**PROBLEM TO SOLVE:** Below are records; how many of their lines contain "plus"? Reply with the number and no other words.

**DATASET:**
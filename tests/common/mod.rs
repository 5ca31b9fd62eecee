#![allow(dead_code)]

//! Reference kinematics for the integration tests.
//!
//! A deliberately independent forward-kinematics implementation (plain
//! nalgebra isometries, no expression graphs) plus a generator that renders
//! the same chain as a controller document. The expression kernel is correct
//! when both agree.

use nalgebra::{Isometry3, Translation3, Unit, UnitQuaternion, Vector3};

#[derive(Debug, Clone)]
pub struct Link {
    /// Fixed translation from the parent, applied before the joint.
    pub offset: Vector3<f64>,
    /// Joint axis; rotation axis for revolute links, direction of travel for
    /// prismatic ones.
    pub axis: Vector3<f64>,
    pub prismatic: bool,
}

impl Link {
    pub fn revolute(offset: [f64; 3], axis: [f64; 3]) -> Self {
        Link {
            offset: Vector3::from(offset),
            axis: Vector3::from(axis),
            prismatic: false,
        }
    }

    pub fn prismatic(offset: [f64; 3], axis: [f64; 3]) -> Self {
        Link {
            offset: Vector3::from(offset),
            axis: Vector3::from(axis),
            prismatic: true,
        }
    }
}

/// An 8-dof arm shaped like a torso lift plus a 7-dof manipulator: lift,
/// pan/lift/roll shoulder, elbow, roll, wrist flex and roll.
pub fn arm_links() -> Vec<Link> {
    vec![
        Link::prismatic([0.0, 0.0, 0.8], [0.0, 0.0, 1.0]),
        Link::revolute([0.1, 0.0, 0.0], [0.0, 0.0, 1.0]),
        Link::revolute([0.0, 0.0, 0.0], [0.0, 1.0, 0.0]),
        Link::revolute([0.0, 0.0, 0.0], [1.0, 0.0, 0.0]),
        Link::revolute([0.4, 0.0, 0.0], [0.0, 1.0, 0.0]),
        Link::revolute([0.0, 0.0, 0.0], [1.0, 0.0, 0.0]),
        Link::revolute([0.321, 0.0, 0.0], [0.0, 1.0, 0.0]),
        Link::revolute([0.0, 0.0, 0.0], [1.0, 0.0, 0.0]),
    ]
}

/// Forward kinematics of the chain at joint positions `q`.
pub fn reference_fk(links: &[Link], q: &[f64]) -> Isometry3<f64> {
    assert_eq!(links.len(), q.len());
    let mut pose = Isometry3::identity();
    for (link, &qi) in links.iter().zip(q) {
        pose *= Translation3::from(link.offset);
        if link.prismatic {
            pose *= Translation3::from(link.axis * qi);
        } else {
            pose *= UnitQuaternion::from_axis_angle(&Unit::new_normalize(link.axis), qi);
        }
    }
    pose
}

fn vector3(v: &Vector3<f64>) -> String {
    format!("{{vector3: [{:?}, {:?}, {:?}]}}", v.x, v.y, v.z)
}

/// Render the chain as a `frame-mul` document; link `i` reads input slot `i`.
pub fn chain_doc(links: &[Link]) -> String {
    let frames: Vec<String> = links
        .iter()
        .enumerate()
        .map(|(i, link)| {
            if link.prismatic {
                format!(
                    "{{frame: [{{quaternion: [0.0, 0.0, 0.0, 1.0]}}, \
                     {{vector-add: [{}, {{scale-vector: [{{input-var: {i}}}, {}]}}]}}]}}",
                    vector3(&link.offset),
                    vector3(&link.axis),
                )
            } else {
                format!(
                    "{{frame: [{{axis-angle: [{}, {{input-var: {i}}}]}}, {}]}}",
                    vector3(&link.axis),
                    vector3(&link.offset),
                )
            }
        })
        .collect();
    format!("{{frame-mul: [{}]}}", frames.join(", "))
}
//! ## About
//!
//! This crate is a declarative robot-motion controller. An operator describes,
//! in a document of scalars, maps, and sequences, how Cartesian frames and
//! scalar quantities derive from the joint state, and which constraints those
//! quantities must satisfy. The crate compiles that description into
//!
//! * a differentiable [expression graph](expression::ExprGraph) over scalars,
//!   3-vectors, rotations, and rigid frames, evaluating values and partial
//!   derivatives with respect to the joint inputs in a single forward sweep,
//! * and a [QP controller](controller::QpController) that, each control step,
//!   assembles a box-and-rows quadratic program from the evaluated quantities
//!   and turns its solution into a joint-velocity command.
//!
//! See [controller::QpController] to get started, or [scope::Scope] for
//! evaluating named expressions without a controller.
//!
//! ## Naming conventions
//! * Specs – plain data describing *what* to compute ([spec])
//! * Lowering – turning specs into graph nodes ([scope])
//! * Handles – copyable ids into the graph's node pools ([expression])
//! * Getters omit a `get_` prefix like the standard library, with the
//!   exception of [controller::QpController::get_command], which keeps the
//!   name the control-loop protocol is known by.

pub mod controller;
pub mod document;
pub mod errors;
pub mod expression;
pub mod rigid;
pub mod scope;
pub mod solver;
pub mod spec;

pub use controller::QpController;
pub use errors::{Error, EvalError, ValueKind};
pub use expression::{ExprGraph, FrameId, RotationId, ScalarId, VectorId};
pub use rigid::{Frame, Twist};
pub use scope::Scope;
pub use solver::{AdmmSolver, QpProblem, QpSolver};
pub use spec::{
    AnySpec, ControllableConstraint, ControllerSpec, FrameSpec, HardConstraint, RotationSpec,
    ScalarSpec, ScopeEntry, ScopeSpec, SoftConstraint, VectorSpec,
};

**RESPONSE BELOW:** 2